Von den Kirchenglocken gibt es die älteste Nachricht aus 1636 wo es heißt: "Drei große Glocken in dem Turm; geweiht. "Es müssen dann später zwei Glocken unbrauchbar geworden sein, denn um 1716 wird nur eine Glocke genannt. 1719 sind es wieder drei und seit 1720 sogar vier Glocken. 1917 bis 1920 waren zwei Glocken im Turm, 1920 bis 1942 fünf, 1942 bis 1946 eine und seit 1947 sind es wieder fünf. Der Gemeinde und dem Pfarrer gelang es dank der Spendenfreudigkeit der Poysbrunner 1920 drei neue Glocken von der Bernsteiner Glockengießerei um 180.000 Kronen zu kaufen. Dem aus Poysbrunn stammenden Franz Kaiser (+ 1939), damals Kooperator in Berndorf, war es zu verdanken, dass Poysbrunn ein "schöneres und größeres Geläut" erhielt. Der hölzerne Glockenstuhl musste entfernt und durch einen stählernen ersetzt werden. Die Glocken wurden am 25. Juli 1920 vom Pfarrer Schaubelt geweiht.
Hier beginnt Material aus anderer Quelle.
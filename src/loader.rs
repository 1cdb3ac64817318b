//! Dataset loading: JSON array files into relational tables.
//!
//! Each input file holds a JSON array of flat objects whose keys match the
//! target table's column names. Every object becomes one INSERT with the
//! column list taken from the object's keys (in their given order) and every
//! value bound as a typed statement parameter. Identifiers are validated, so
//! neither keys nor values can corrupt the generated statement.

use crate::db::{DatabaseClient, Value};
use crate::error::{ReportError, Result};
use chrono::NaiveDate;
use std::path::Path;
use tracing::{debug, info};

/// Loads a JSON array file into the named table, one INSERT per record.
///
/// Returns the number of records inserted. Fails fast on the first bad
/// record or failed insert; earlier inserts are not rolled back.
pub async fn load_table(
    client: &dyn DatabaseClient,
    path: &Path,
    table: &str,
) -> Result<usize> {
    validate_identifier(table)?;

    let content = std::fs::read_to_string(path)
        .map_err(|e| ReportError::load(format!("{}: {e}", path.display())))?;

    let records: Vec<serde_json::Map<String, serde_json::Value>> =
        serde_json::from_str(&content).map_err(|e| {
            ReportError::load(format!(
                "{}: expected a JSON array of flat objects: {e}",
                path.display()
            ))
        })?;

    for (i, record) in records.iter().enumerate() {
        insert_record(client, table, record).await.map_err(|e| {
            ReportError::load(format!("{} record {i}: {e}", path.display()))
        })?;
    }

    info!(
        "Loaded {} records from {} into '{}'",
        records.len(),
        path.display(),
        table
    );
    Ok(records.len())
}

/// Deletes all rows from the named table.
pub async fn clear_table(client: &dyn DatabaseClient, table: &str) -> Result<u64> {
    validate_identifier(table)?;
    let deleted = client.execute(&format!("DELETE FROM {table}"), &[]).await?;
    debug!("Cleared {} rows from '{}'", deleted, table);
    Ok(deleted)
}

/// Inserts one flat JSON object as a row.
async fn insert_record(
    client: &dyn DatabaseClient,
    table: &str,
    record: &serde_json::Map<String, serde_json::Value>,
) -> Result<()> {
    if record.is_empty() {
        return Err(ReportError::load("record has no fields"));
    }

    let backend = client.backend();
    let mut columns = Vec::with_capacity(record.len());
    let mut placeholders = Vec::with_capacity(record.len());
    let mut params = Vec::with_capacity(record.len());

    for (n, (key, value)) in record.iter().enumerate() {
        validate_identifier(key)?;
        columns.push(key.as_str());
        placeholders.push(backend.placeholder(n + 1));
        params.push(json_to_value(value)?);
    }

    let sql = format!(
        "INSERT INTO {table} ({}) VALUES ({})",
        columns.join(", "),
        placeholders.join(", ")
    );

    client.execute(&sql, &params).await?;
    Ok(())
}

/// Converts a flat JSON value to a bindable database value.
///
/// Strings in `YYYY-MM-DD` form bind as dates, so date columns accept them
/// on backends with strict parameter typing. Nested objects and arrays are
/// rejected.
fn json_to_value(value: &serde_json::Value) -> Result<Value> {
    match value {
        serde_json::Value::Null => Ok(Value::Null),
        serde_json::Value::Bool(b) => Ok(Value::Bool(*b)),
        serde_json::Value::Number(n) => {
            if let Some(i) = n.as_i64() {
                Ok(Value::Int(i))
            } else if let Some(f) = n.as_f64() {
                Ok(Value::Float(f))
            } else {
                Err(ReportError::load(format!("unrepresentable number: {n}")))
            }
        }
        serde_json::Value::String(s) => {
            match NaiveDate::parse_from_str(s, "%Y-%m-%d") {
                Ok(date) => Ok(Value::Date(date)),
                Err(_) => Ok(Value::String(s.clone())),
            }
        }
        serde_json::Value::Array(_) | serde_json::Value::Object(_) => Err(ReportError::load(
            "records must be flat: nested arrays/objects are not supported",
        )),
    }
}

/// Validates a SQL identifier (table or column name).
///
/// Identifiers come from input file keys and must never reach the statement
/// text unchecked.
fn validate_identifier(name: &str) -> Result<()> {
    let mut chars = name.chars();
    let valid = match chars.next() {
        Some(c) if c.is_ascii_alphabetic() || c == '_' => {
            chars.all(|c| c.is_ascii_alphanumeric() || c == '_')
        }
        _ => false,
    };

    if valid {
        Ok(())
    } else {
        Err(ReportError::load(format!("invalid identifier: '{name}'")))
    }
}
Die "Zwölferin", seit 1920 auch Herz-Jesu-Glocke genannt, wurde 1942 abgeliefert und 1947 durch eine zinnarme Pfundner-Glocke ersetzt. 1959 wurde sie umgegossen. Sie wiegt 730 kg, hat einen Durchmesser von 107 cm und der Ton ist Fis1: Bild: Herz-Jesu.
Die Marien- oder Friedensglocke ist die zweitgrößte im Geläut. 1920 wurde sie von Gräfin Anna Vrints gespendet, 1947 wieder geschaffen, Spenderin war Gräfin Marie Vrints. Die Glocke wiegt 339 kg, hat einen Durchmesser von 83 cm und ist in Ais1 gestimmt. Bild: Hl. Maria.
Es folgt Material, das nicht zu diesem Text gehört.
//! The run orchestrator.
//!
//! Sequences a full reporting run: clear both tables, load the two
//! datasets, optionally create the auxiliary indexes, execute the selected
//! report, write the output file, and drop the indexes again. Every step's
//! result is checked; the first failure aborts the run (after a best-effort
//! index drop).

use crate::catalog::ReportKind;
use crate::db::{DatabaseClient, QueryResult};
use crate::error::Result;
use crate::export::{write_result, OutputFormat};
use crate::indexes::{IndexManager, DEFAULT_INDEX_PREFIX};
use crate::loader::{clear_table, load_table};
use std::path::PathBuf;
use tracing::{info, warn};

/// Options for one reporting run.
#[derive(Debug, Clone)]
pub struct RunOptions {
    /// Path to the students JSON file.
    pub students_path: PathBuf,

    /// Path to the rooms JSON file.
    pub rooms_path: PathBuf,

    /// Which of the four reports to execute.
    pub report: ReportKind,

    /// Output format (JSON or XML).
    pub format: OutputFormat,

    /// Output file path; defaults to `result.json` / `result.xml` in the
    /// working directory.
    pub output: Option<PathBuf>,

    /// Reference year for age computations.
    pub reference_year: i32,

    /// Whether to create the auxiliary indexes around report execution.
    pub with_indexes: bool,

    /// Prefix for the auxiliary index names.
    pub index_prefix: String,
}

impl RunOptions {
    /// Creates options with defaults for everything but the input paths and
    /// the report selection.
    pub fn new(
        students_path: impl Into<PathBuf>,
        rooms_path: impl Into<PathBuf>,
        report: ReportKind,
        format: OutputFormat,
    ) -> Self {
        Self {
            students_path: students_path.into(),
            rooms_path: rooms_path.into(),
            report,
            format,
            output: None,
            reference_year: crate::catalog::default_reference_year(),
            with_indexes: false,
            index_prefix: DEFAULT_INDEX_PREFIX.to_string(),
        }
    }

    /// Returns the effective output path.
    pub fn output_path(&self) -> PathBuf {
        self.output
            .clone()
            .unwrap_or_else(|| self.format.default_filename())
    }
}

/// Executes a full reporting run and returns the output file path.
pub async fn run(client: &dyn DatabaseClient, options: &RunOptions) -> Result<PathBuf> {
    // Both tables are truncated and reloaded on every run; no incremental
    // state survives between invocations.
    clear_table(client, "students").await?;
    clear_table(client, "rooms").await?;

    load_table(client, &options.rooms_path, "rooms").await?;
    load_table(client, &options.students_path, "students").await?;

    let indexes = options.with_indexes.then(|| {
        IndexManager::new(options.index_prefix.clone())
    });
    if let Some(manager) = &indexes {
        manager.create(client).await?;
    }

    let outcome = execute_and_write(client, options).await;

    // The indexes are dropped even when the report or the export failed;
    // the original failure takes precedence over a failed drop.
    if let Some(manager) = &indexes {
        match manager.drop(client).await {
            Ok(()) => {}
            Err(e) if outcome.is_ok() => return Err(e),
            Err(e) => warn!("Failed to drop indexes after earlier error: {e}"),
        }
    }

    outcome
}

/// Executes a full reporting run and closes the client afterwards.
///
/// A close failure is logged, never surfaced: the run outcome is what the
/// caller gets, whether that is the output path or the first error of the
/// run itself.
pub async fn run_and_close(
    client: Box<dyn DatabaseClient>,
    options: &RunOptions,
) -> Result<PathBuf> {
    let outcome = run(client.as_ref(), options).await;
    if let Err(e) = client.close().await {
        warn!("Failed to close connection: {e}");
    }
    outcome
}

/// Runs the selected report and writes its row set to the output file.
async fn execute_and_write(
    client: &dyn DatabaseClient,
    options: &RunOptions,
) -> Result<PathBuf> {
    let result = execute_report(client, options).await?;

    let path = options.output_path();
    write_result(options.format, &result, &path)?;
    info!("Wrote {} rows to {}", result.row_count, path.display());

    Ok(path)
}

/// Executes the selected report against the loaded tables.
pub async fn execute_report(
    client: &dyn DatabaseClient,
    options: &RunOptions,
) -> Result<QueryResult> {
    let report = options.report;
    let sql = report.sql(client.backend());
    let params = report.params(options.reference_year);

    info!(
        "Executing report {} ({})",
        report.selector(),
        report.description()
    );
    let result = client.fetch(&sql, &params).await?;
    info!(
        "Report returned {} rows in {:?}",
        result.row_count, result.execution_time
    );

    Ok(result)
}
Die "Elferin" stammt aus 1774 und überlebte die unseligen Vierzigerjahre. Obwohl abgeliefert, wurde sie nicht eingeschmolzen und kam 1946 zurück. Das Gewicht beträgt 185 kg, hat einen Durchmesser von 71 cm, der Ton ist Cis1. Bild: Zeichen des hl. Johannes.
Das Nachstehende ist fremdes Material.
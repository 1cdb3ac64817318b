//! dorm-report - one-shot batch reporter over room/student datasets.
//!
//! This library exposes the core modules for use in integration tests.

pub mod catalog;
pub mod cli;
pub mod config;
pub mod db;
pub mod error;
pub mod export;
pub mod indexes;
pub mod loader;
pub mod logging;
pub mod runner;
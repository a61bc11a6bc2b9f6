//! Use-case services and the repository seam they are built on.
//!
//! The repository traits decouple the lifecycle logic from the concrete
//! storage backend (`SQLite` in production, see [`crate::persistence`]);
//! services receive their repository by constructor injection.

pub mod area;
pub mod robot;

use async_trait::async_trait;
use chrono::{DateTime, Utc};

use crate::models::{Area, CleaningSession, Robot, RobotHistory};
use crate::Result;

pub use area::AreaService;
pub use robot::RobotService;

/// Arguments for [`RobotService::start_session`].
#[derive(Debug, Clone)]
pub struct StartSessionArgs {
    /// Robot to do the cleaning.
    pub robot_id: String,
    /// Area to clean.
    pub area_id: String,
    /// Robot's initial X coordinate.
    pub robot_x: i64,
    /// Robot's initial Y coordinate.
    pub robot_y: i64,
    /// When the session started, according to the robot.
    pub started_at: DateTime<Utc>,
}

/// Arguments for [`RobotService::update_session`] and
/// [`RobotService::end_session`].
#[derive(Debug, Clone)]
pub struct UpdateSessionArgs {
    /// Robot doing the cleaning.
    pub robot_id: String,
    /// Robot's current X coordinate.
    pub robot_x: i64,
    /// Robot's current Y coordinate.
    pub robot_y: i64,
    /// When this position was reported, according to the robot.
    pub reported_at: DateTime<Utc>,
    /// Also close the session as part of this update.
    pub end_session: bool,
}

/// Filters for [`RobotService::list`].
#[derive(Debug, Clone, Default)]
pub struct ListRobotsArgs {
    /// Match a single robot by identifier.
    pub robot_id: Option<String>,
    /// Match robots by exact display name.
    pub name: Option<String>,
}

/// Data-layer operations related to robots.
///
/// Each method may fail with `AppError::NotFound` or `AppError::Db`.
#[async_trait]
pub trait RobotRepository: Send + Sync {
    /// List robots, each together with its currently active cleaning
    /// session (if any).
    async fn list(&self, args: ListRobotsArgs) -> Result<Vec<Robot>>;

    /// Fetch a robot (with its active session) and an area by identity.
    /// Missing entities come back as `None`; the caller decides whether
    /// that is an error.
    async fn find_robot_and_area(
        &self,
        robot_id: &str,
        area_id: &str,
    ) -> Result<(Option<Robot>, Option<Area>)>;

    /// A robot together with up to `max` most recent sessions,
    /// newest-first, each carrying its full position history.
    async fn history(&self, robot_id: &str, max: u32) -> Result<RobotHistory>;

    /// Persist all session rows of one lifecycle transition in a single
    /// transaction. Either every session is written or none are.
    async fn save_sessions(&self, robot_id: &str, sessions: &[CleaningSession]) -> Result<()>;
}

/// Data-layer operations related to areas.
#[async_trait]
pub trait AreaRepository: Send + Sync {
    /// List all known areas.
    async fn list(&self) -> Result<Vec<Area>>;
}

/// Whether a robot-reported timestamp is the unset wire sentinel.
///
/// Robots publish Unix-second timestamps; `0` means the clock was never
/// set and the report cannot be ordered.
#[must_use]
pub fn is_unset_timestamp(ts: DateTime<Utc>) -> bool {
    ts.timestamp() == 0
}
Die Geschichte der "Verseh- oder Speiseglocke", eine Dorotheaglocke, geht bis ins Jahr 1717 zurück. Sie wurde 1849 umgegossen, 1917 abgeliefert und 1920 durch eine Florianiglocke ersetzt. Diese ging 1942 verloren und wurde 1947 durch eine größere ersetzt.
Deren Daten: 140 kg, Durchmesser 64,4 cm, Ton ist Dis2. Bild: Hl. Florian.
Die Zügenglocke, auch Sterbeglocke genannt, 1720 von Franz Eusebius Trautson gestiftet, trug Spendernamen und Trautsonwappen. Leider wurde sie 1947 umgegossen, um sie im Ton den anderen Glocken anzupassen. Die Daten: 43 kg, Durchmesser 39 cm, Ton: Cis3, kein Bild.
Am 31. Oktober 1958 wurde an die Firma Perner in Passau-Hackelberg der Auftrag für eine elektrische Läutanlage erteilt. Die Kosten waren mit ATS 20.305,- veranschlagt, mit der elektrischen Schaltuhr betrugen die tatsächlichen Kosten dann ATS 28.075,50.
Über die Turmuhr gibt es die älteste Nachricht aus dem Jahr 1814, allerdings zeigt ein Stich von M. Vischer aus 1672 an der Nordseite des Kirchturms und des Schlossturms bereits eine Turmuhr. 1913 schaffte die Gemeinde eine neue Turmuhr an, da das alte Werk seit Jahren stillstand und unbrauchbar war. 1962 erfolgte eine Renovierung der Ziffernblätter und der Zeiger. Ebenso wurde das Kirchturmkreuz 1962 aus Kupferblech neu angefertigt und hat wie das vorherige zwei Querbalken. Solche Kreuze werden Patriarchenkreuz oder Lothringer Kreuz, fallweise auch Erzbischofkreuz genannt.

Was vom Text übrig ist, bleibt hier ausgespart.